I can't decide on what to do to the back and right border. To the right I have red robins which are lovely and will hopefully grow to distract the eye from the shed a little (which I'd like to hide as much as possible), and a few bamboos in raised big pots which I've just moved from elsewhere (I'd rather not put it in the ground!). I can't decide if I should keep them somehow in their current location (as I think they look a little strange there), just sell them on, or move down to the gravel area for extra seclusion? And I'm really unsure about the back raised bed - a focal point/visual full-stop would help the garden but not sure how to do this with planting that will be in harmony with the rest of the garden. It's a tricky spot too as underneath the dappled shade of the tree. It would also be nice to get some kind of height back there to distract from the looming house, but again not sure.

- Should I move the bamboo from the lawned zone into the gravel zone or get rid? (In which case, what do you recommend to use in its place in the right border?)

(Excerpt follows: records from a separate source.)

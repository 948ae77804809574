//! The deployment flow.
//!
//! Strictly sequential: every chain call blocks until its result or receipt
//! arrives, nothing is submitted in parallel, and a failed step aborts the
//! run with no retry. A run that fails after the settlement contract is
//! created leaves that contract on chain with no registry entry and an
//! unfunded faucet; re-running the script deploys fresh contracts rather than
//! resuming.

use std::str::FromStr;

use alloy::{
    contract::{CallBuilder, CallDecoder},
    network::{Ethereum, TransactionBuilder},
    primitives::Address,
    providers::{DynProvider, Provider, ProviderBuilder},
    rpc::types::{TransactionReceipt, TransactionRequest},
    signers::local::PrivateKeySigner,
    transports::http::reqwest::Url,
};
use tracing::info;

use crate::{
    cli::Cli,
    config::DeploymentConfig,
    constants::{CONTRACT_VERSION, FAUCET_TOKEN_SUPPLY, GAS_LIMIT},
    errors::ScriptError,
    gas::{fetch_gas_prices, GasPriceTiers},
    params::{erc20_constructor_args, DeploymentParameters},
    registry::record_deployment,
    solidity::{ContractArtifact, ERC20, Fuel},
    wallets::resolve_addresses,
};

/// The call builder type used by the deploy flow
type DeployCallBuilder<'a, C> = CallBuilder<&'a DynProvider, C, Ethereum>;

/// Run one full deployment against the configured network
pub async fn deploy(cli: &Cli, config: &DeploymentConfig) -> Result<(), ScriptError> {
    // Artifacts are loaded up front so a bad path fails before any
    // transaction is submitted
    let fuel_artifact = ContractArtifact::from_file(&cli.fuel_artifact)?;
    let erc20_artifact = ContractArtifact::from_file(&cli.erc20_artifact)?;

    let signer = PrivateKeySigner::from_str(config.primary_key())
        .map_err(|e| ScriptError::ClientInitialization(e.to_string()))?;
    let primary_wallet = signer.address();

    let rpc_url = cli.rpc_url.clone().unwrap_or_else(|| config.rpc_url());
    let provider = setup_client(signer, &rpc_url)?;

    let chain_id = provider
        .get_chain_id()
        .await
        .map_err(|e| ScriptError::ClientInitialization(e.to_string()))?;

    let addresses = resolve_addresses(config, primary_wallet)?;
    info!("operator address @ {}", addresses.operator);
    info!("faucet address @ {}", addresses.faucet);

    let gas = fetch_gas_prices(&provider).await?;
    let params = DeploymentParameters::build(config, &addresses, chain_id)?;

    // Settlement contract
    let fuel_address =
        deploy_contract(&provider, &fuel_artifact, params.to_constructor_args(), &gas).await?;
    info!("settlement contract deployed @ {}", fuel_address);

    // Faucet token, minted in full to the primary wallet
    let token_args = erc20_constructor_args(primary_wallet, FAUCET_TOKEN_SUPPLY);
    let erc20_address = deploy_contract(&provider, &erc20_artifact, token_args, &gas).await?;
    info!("faucet token deployed @ {}", erc20_address);

    // Move the full supply to the faucet's funnel and record the deposit
    let fuel = Fuel::new(fuel_address, provider.clone());
    let erc20 = ERC20::new(erc20_address, provider.clone());

    let funnel = fuel
        .funnel(addresses.faucet)
        .call()
        .await
        .map_err(|e| ScriptError::ContractInteraction(e.to_string()))?;

    send_tx(
        "erc20 transfer",
        erc20
            .transfer(funnel, FAUCET_TOKEN_SUPPLY)
            .gas(GAS_LIMIT)
            .gas_price(gas.fast),
    )
    .await?;

    send_tx(
        "faucet deposit",
        fuel.deposit(addresses.faucet, erc20_address)
            .gas(GAS_LIMIT)
            .gas_price(gas.fast),
    )
    .await?;

    record_deployment(&cli.deployments_path, &config.network_name, fuel_address)?;

    info!(
        "Fuel Version {} deployed to {} @ address {} in file {}",
        CONTRACT_VERSION,
        config.network_name,
        fuel_address,
        cli.deployments_path.display()
    );

    Ok(())
}

/// Set up the signing provider for the target network
fn setup_client(signer: PrivateKeySigner, rpc_url: &str) -> Result<DynProvider, ScriptError> {
    let url = Url::parse(rpc_url).map_err(|e| ScriptError::ClientInitialization(e.to_string()))?;
    let provider = ProviderBuilder::new().wallet(signer).connect_http(url);

    Ok(DynProvider::new(provider))
}

/// Submit a contract creation transaction and block until it is mined,
/// returning the created contract's address
async fn deploy_contract(
    provider: &DynProvider,
    artifact: &ContractArtifact,
    constructor_args: Vec<u8>,
    gas: &GasPriceTiers,
) -> Result<Address, ScriptError> {
    let mut code = artifact.bytecode_bytes()?;
    code.extend(constructor_args);

    let tx = TransactionRequest::default()
        .with_deploy_code(code)
        .with_gas_limit(GAS_LIMIT)
        .with_gas_price(gas.fast);

    let receipt = provider
        .send_transaction(tx)
        .await
        .map_err(|e| ScriptError::ContractDeployment(e.to_string()))?
        .get_receipt()
        .await
        .map_err(|e| ScriptError::ContractDeployment(e.to_string()))?;

    if !receipt.status() {
        return Err(ScriptError::ContractDeployment(
            "deployment transaction reverted".to_string(),
        ));
    }

    receipt
        .contract_address
        .ok_or_else(|| ScriptError::ContractDeployment("no contract address in receipt".to_string()))
}

/// Send a contract call and block until its receipt confirms success
async fn send_tx<C: CallDecoder>(
    description: &str,
    tx: DeployCallBuilder<'_, C>,
) -> Result<TransactionReceipt, ScriptError> {
    let receipt = tx
        .send()
        .await
        .map_err(|e| ScriptError::ContractInteraction(format!("{description}: {e}")))?
        .get_receipt()
        .await
        .map_err(|e| ScriptError::ContractInteraction(format!("{description}: {e}")))?;

    if !receipt.status() {
        return Err(ScriptError::ContractInteraction(format!(
            "{description}: transaction reverted"
        )));
    }

    Ok(receipt)
}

- What should I put in the raised bed at the back?

Thanks all




  • LoxleyLoxley Posts: 5,557

    I really like the area in the foreground. Do you use/need the lawn? I'd terrace the slope and create more gravel areas, with a path that winds up (rather than going straight up the middle), and perennial borders that you see through as you look up the slope.

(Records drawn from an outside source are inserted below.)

//! Constants used in the deploy script

use alloy::primitives::U256;

/// The environment variable holding the target network name
pub const NETWORK_ENV_VAR: &str = "fuel_v1_network";

/// The environment variable holding the Infura project key
pub const INFURA_ENV_VAR: &str = "fuel_v1_default_infura";

/// The environment variable holding the comma-separated operator private keys
pub const OPERATORS_ENV_VAR: &str = "fuel_v1_default_operators";

/// The environment variable holding the optional operator mnemonic seed phrase
pub const SEED_ENV_VAR: &str = "fuel_v1_default_seed";

/// The environment variable holding the optional faucet private key
pub const FAUCET_ENV_VAR: &str = "fuel_v1_default_faucet";

/// The environment variable holding the bond size as a decimal ether string
pub const BOND_SIZE_ENV_VAR: &str = "bond_size";

/// The bond size used when `bond_size` is unset
pub const DEFAULT_BOND_SIZE: &str = "0.1";

/// The networks reachable through Infura, the only networks this script
/// deploys to
pub const KNOWN_NETWORKS: [&str; 5] = ["mainnet", "ropsten", "rinkeby", "goerli", "kovan"];

/// The number of operator wallets derived from the seed phrase.
///
/// Must stay at 8, with the path template below, for address compatibility
/// with prior deployments.
pub const NUM_OPERATOR_WALLETS: usize = 8;

/// The BIP-44 derivation path prefix for operator wallets; the wallet index
/// is appended
pub const OPERATOR_DERIVATION_PATH: &str = "m/44'/60'/0'/1/";

/// One week in seconds
pub const ONE_WEEK_SECONDS: u64 = 604_800;

/// One day in seconds
pub const ONE_DAY_SECONDS: u64 = 86_400;

/// The assumed Ethereum block time in seconds, used to convert the delay
/// windows into block counts
pub const ASSUMED_BLOCK_TIME_SECONDS: u64 = 13;

/// The penalty delay in blocks, disabled for this deployment profile
pub const PENALTY_DELAY_BLOCKS: u64 = 0;

/// The settlement contract name constructor argument
pub const CONTRACT_NAME: &str = "Fuel";

/// The settlement contract version constructor argument
pub const CONTRACT_VERSION: &str = "1.0.0";

/// The gas limit applied to every transaction sent by the script
pub const GAS_LIMIT: u64 = 6_000_000;

/// The total supply minted for the faucet token, `0xFFFFFFFFFFFFFFFFFFFFFFFFFFFFFF`
pub const FAUCET_TOKEN_SUPPLY: U256 = U256::from_limbs([u64::MAX, 0x00FF_FFFF_FFFF_FFFF, 0, 0]);

/// The version tag under which addresses are recorded in the deployment
/// registry
pub const REGISTRY_VERSION_KEY: &str = "v1";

  • LoxleyLoxley Posts: 5,557

    I'd cover the back fence with dark evergreen climbers/shrubs. 

  • seacrowsseacrows Posts: 234

    I'd copy some bits from a show garden I saw years ago.

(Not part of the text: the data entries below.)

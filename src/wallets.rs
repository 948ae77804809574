//! Derivation of operator wallets and resolution of the operator and faucet
//! addresses.
//!
//! Derivation is pure: the same mnemonic always yields the same 8 addresses,
//! in index order along the fixed path template. This must not change, prior
//! deployments depend on it.

use std::str::FromStr;

use alloy::{
    primitives::Address,
    signers::local::{coins_bip39::English, MnemonicBuilder, PrivateKeySigner},
};

use crate::{
    config::DeploymentConfig,
    constants::{NUM_OPERATOR_WALLETS, OPERATOR_DERIVATION_PATH},
    errors::ScriptError,
};

/// The operator and faucet addresses used for the deployment
#[derive(Debug, Clone, Copy, PartialEq, Eq)]
pub struct ResolvedAddresses {
    /// The block producer address passed to the settlement contract
    pub operator: Address,
    /// The address pre-funded with the faucet token
    pub faucet: Address,
}

/// Derive the 8 operator wallets from a mnemonic seed phrase, in index order
/// along `m/44'/60'/0'/1/{i}`
pub fn derive_operator_wallets(mnemonic: &str) -> Result<Vec<PrivateKeySigner>, ScriptError> {
    (0..NUM_OPERATOR_WALLETS)
        .map(|i| {
            MnemonicBuilder::<English>::default()
                .phrase(mnemonic)
                .derivation_path(format!("{OPERATOR_DERIVATION_PATH}{i}"))
                .map_err(|e| ScriptError::WalletDerivation(e.to_string()))?
                .build()
                .map_err(|e| ScriptError::WalletDerivation(e.to_string()))
        })
        .collect()
}

/// Resolve the operator and faucet addresses from the configuration.
///
/// The operator is the seed phrase's index-0 wallet when a seed phrase is
/// configured, otherwise the primary wallet. The faucet is the address of the
/// explicit faucet key when one is configured, otherwise the operator.
pub fn resolve_addresses(
    config: &DeploymentConfig,
    primary_wallet: Address,
) -> Result<ResolvedAddresses, ScriptError> {
    let operator = match &config.seed_phrase {
        Some(seed) => derive_operator_wallets(seed)?[0].address(),
        None => primary_wallet,
    };

    let faucet = match &config.faucet_key {
        Some(key) => PrivateKeySigner::from_str(key)
            .map_err(|e| ScriptError::WalletDerivation(e.to_string()))?
            .address(),
        None => operator,
    };

    Ok(ResolvedAddresses { operator, faucet })
}

#[cfg(test)]
mod tests {
    use super::*;
    use crate::constants::{
        FAUCET_ENV_VAR, INFURA_ENV_VAR, NETWORK_ENV_VAR, OPERATORS_ENV_VAR, SEED_ENV_VAR,
    };

    /// The standard Anvil test mnemonic
    const TEST_MNEMONIC: &str = "test test test test test test test test test test test junk";

    /// The first default Anvil private key and its address
    const TEST_PKEY: &str = "0xac0974bec39a17e36ba4a6b4d238ff944bacb478cbed5efcae784d7bf4f2ff80";
    const TEST_PKEY_ADDRESS: &str = "0xf39Fd6e51aad88F6F4ce6aB8827279cffFb92266";

    /// A config with the given optional seed phrase and faucet key
    fn config_with(seed: Option<&str>, faucet: Option<&str>) -> DeploymentConfig {
        DeploymentConfig::from_lookup(|var| match var {
            NETWORK_ENV_VAR => Some("ropsten".to_string()),
            INFURA_ENV_VAR => Some("key".to_string()),
            OPERATORS_ENV_VAR => Some(TEST_PKEY.to_string()),
            SEED_ENV_VAR => seed.map(str::to_string),
            FAUCET_ENV_VAR => faucet.map(str::to_string),
            _ => None,
        })
        .unwrap()
    }

    /// The addresses derived from [`TEST_MNEMONIC`] along `m/44'/60'/0'/1/{i}`,
    /// computed externally, pinning the path template itself: the standard
    /// `m/44'/60'/0'/0/{i}` wallets for this mnemonic are the familiar Anvil
    /// accounts, and none of them appear below
    const DERIVED_ADDRESSES: [&str; 8] = [
        "0x4b39f7b0624b9db86ad293686bc38b903142dbbc",
        "0x71b4a2d9b91726bdb5849d928967a1654d7f3de7",
        "0xca55ac8514b25c660151a8ae0c90f116df160daa",
        "0x74b5ccd17461cc0a1a5a53ef2d84f0c54d2bf0b6",
        "0x76f301a8b093046632f51c2c0c75b4dd9a043029",
        "0x84c7ead5ef72fc376617a8b3c17da24d95bdc8c2",
        "0xd73dd260b95a4e1b276f731a1bf6739a07ab289f",
        "0x09424fb68a5e0c2c05fdbe4aa8f7cb6140ddba9a",
    ];

    #[test]
    fn derivation_matches_known_addresses() {
        let wallets = derive_operator_wallets(TEST_MNEMONIC).unwrap();

        for (wallet, expected) in wallets.iter().zip(DERIVED_ADDRESSES) {
            assert_eq!(wallet.address(), expected.parse::<Address>().unwrap());
        }
    }

    #[test]
    fn derivation_is_deterministic() {
        let first = derive_operator_wallets(TEST_MNEMONIC).unwrap();
        let second = derive_operator_wallets(TEST_MNEMONIC).unwrap();

        assert_eq!(first.len(), NUM_OPERATOR_WALLETS);
        let first_addrs: Vec<Address> = first.iter().map(PrivateKeySigner::address).collect();
        let second_addrs: Vec<Address> = second.iter().map(PrivateKeySigner::address).collect();
        assert_eq!(first_addrs, second_addrs);
    }

    #[test]
    fn derived_wallets_are_distinct() {
        let wallets = derive_operator_wallets(TEST_MNEMONIC).unwrap();
        for (i, a) in wallets.iter().enumerate() {
            for b in wallets.iter().skip(i + 1) {
                assert_ne!(a.address(), b.address());
            }
        }
    }

    #[test]
    fn rejects_invalid_mnemonics() {
        let res = derive_operator_wallets("not a valid mnemonic phrase");
        assert!(matches!(res, Err(ScriptError::WalletDerivation(_))));
    }

    #[test]
    fn operator_defaults_to_primary_wallet() {
        let config = config_with(None, None);
        let primary = TEST_PKEY_ADDRESS.parse().unwrap();

        let resolved = resolve_addresses(&config, primary).unwrap();
        assert_eq!(resolved.operator, primary);
        assert_eq!(resolved.faucet, primary);
    }

    #[test]
    fn seed_phrase_overrides_operator() {
        let config = config_with(Some(TEST_MNEMONIC), None);
        let primary = TEST_PKEY_ADDRESS.parse().unwrap();

        let resolved = resolve_addresses(&config, primary).unwrap();
        let seed_wallet_0 = derive_operator_wallets(TEST_MNEMONIC).unwrap()[0].address();
        assert_ne!(resolved.operator, primary);
        assert_eq!(resolved.operator, seed_wallet_0);
        // The faucet follows the operator when no faucet key is set
        assert_eq!(resolved.faucet, seed_wallet_0);
    }

    #[test]
    fn explicit_faucet_key_overrides_faucet() {
        let config = config_with(None, Some(TEST_PKEY));
        let primary = Address::ZERO;

        let resolved = resolve_addresses(&config, primary).unwrap();
        assert_eq!(resolved.operator, primary);
        assert_eq!(
            resolved.faucet,
            TEST_PKEY_ADDRESS.parse::<Address>().unwrap()
        );
    }
}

    A clematis, possibly a montana type which would like its roots somewhere dampish  and a little shady, right next to the shed. It will cover as much of the shed as you let it, pretty much evergreen, and once a year an amAzing flower display.

    A mirror, at a slight angle so it doesn't just reflect the person looking. This changes the back fence from a solid block of timber, to something that looks like a path or view further. Myself, I'd probably grow an ivy, or some red-leaved foliage climber to surround the mirror, and coordinate with your red robins. You should certainly be able to find something to tolerate or even enjoy the dappled shade.

    In the raised bed, that really depends on how deep the shade gets. For low maintenance, I'd think prostrate juniper or other low growing conifers. They'll take some shade, OK with clay soil and there are lots of colour/habit variations. Or for the total opposite, go with annuals. A new display every year based on what caught your eye at the garden centre.

    I like bamboo, so would keep those. They put some background sound into a garden. I agree though, unless you're absolutely sure they are well-behaved, non-invasive types, keeping them in pots might be best. The good thing about being in pots is that you never have to make a permanent decision on placing. Try them in the gravelled area, and see what the trade-off between increased shade and increased seclusion is like. For me, the garden looks too narrow to manage tall shrubs on both sides, but YMMV.

    C'mon folks, throw in some more ideas.

  • JDLJDL Posts: 4

    Thanks for your comments so far - very helpful. Good ideas. Working on the garden today.

    I had originally thought about a second gravel area at the back as a low terrace, but the garden slopes the other way too so it'll be difficult to look right. 

    I've been playing with ideas and have worked up something in Photoshop. I've tried to use planting as a focal point (butterfly bush) and compliment the curve on the border on the right (obscured in the photo) by using another curve at the back. What do you think? I'm also wondering if I even need the log roll there, or if I should just have a gently sloping bank. Any thoughts?


    And I'm still totally stumped about what to do with the bamboo - I've got three plants, one of which is very nice with the other too needing some TLC. Shall I just move them on? Or do you think they can be used somehow in the design? One flanking each trellis and one in front of the shed perhaps?